• [EXERCISE]:
Report each line of the data that contains the string "DotEnvyConfig".
================
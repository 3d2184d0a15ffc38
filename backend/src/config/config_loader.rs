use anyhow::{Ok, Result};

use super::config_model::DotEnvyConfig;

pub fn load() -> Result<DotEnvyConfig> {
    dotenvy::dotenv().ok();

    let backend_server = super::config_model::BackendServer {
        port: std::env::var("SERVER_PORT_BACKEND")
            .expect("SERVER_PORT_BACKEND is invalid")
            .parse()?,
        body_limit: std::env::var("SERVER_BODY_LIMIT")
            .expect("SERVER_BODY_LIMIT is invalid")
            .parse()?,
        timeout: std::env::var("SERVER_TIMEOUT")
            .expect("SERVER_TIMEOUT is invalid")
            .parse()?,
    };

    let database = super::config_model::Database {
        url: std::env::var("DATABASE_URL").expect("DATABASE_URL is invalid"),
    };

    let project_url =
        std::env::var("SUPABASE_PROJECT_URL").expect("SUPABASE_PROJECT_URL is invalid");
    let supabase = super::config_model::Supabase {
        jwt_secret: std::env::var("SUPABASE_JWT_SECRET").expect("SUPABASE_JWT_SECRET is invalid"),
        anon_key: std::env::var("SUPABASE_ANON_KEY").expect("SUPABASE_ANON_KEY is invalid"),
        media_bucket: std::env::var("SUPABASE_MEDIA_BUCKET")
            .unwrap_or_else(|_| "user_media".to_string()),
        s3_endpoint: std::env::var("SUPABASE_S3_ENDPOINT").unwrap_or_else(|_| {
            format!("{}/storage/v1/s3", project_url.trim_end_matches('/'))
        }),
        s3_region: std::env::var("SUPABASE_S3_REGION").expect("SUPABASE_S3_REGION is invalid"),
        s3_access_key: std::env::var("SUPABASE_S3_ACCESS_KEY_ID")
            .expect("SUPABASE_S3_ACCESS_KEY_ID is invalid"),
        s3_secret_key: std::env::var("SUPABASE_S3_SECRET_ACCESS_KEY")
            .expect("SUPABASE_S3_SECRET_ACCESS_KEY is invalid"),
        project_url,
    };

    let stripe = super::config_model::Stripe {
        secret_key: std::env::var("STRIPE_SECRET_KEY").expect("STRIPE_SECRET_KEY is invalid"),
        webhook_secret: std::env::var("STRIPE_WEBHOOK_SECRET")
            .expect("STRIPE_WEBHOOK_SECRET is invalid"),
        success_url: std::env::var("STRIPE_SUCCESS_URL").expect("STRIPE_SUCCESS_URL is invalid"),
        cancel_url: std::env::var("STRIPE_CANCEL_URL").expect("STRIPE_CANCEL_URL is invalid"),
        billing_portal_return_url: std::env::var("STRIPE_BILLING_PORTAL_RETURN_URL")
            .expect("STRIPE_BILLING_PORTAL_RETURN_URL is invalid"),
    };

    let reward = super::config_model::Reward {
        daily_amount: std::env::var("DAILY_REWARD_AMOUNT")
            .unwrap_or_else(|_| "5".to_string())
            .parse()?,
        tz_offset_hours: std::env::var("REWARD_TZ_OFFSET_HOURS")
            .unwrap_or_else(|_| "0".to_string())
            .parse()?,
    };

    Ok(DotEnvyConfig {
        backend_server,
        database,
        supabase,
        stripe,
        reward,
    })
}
================
• [EXPECTED ANSWER]:
use super::config_model::DotEnvyConfig;
pub fn load() -> Result<DotEnvyConfig> {
    Ok(DotEnvyConfig {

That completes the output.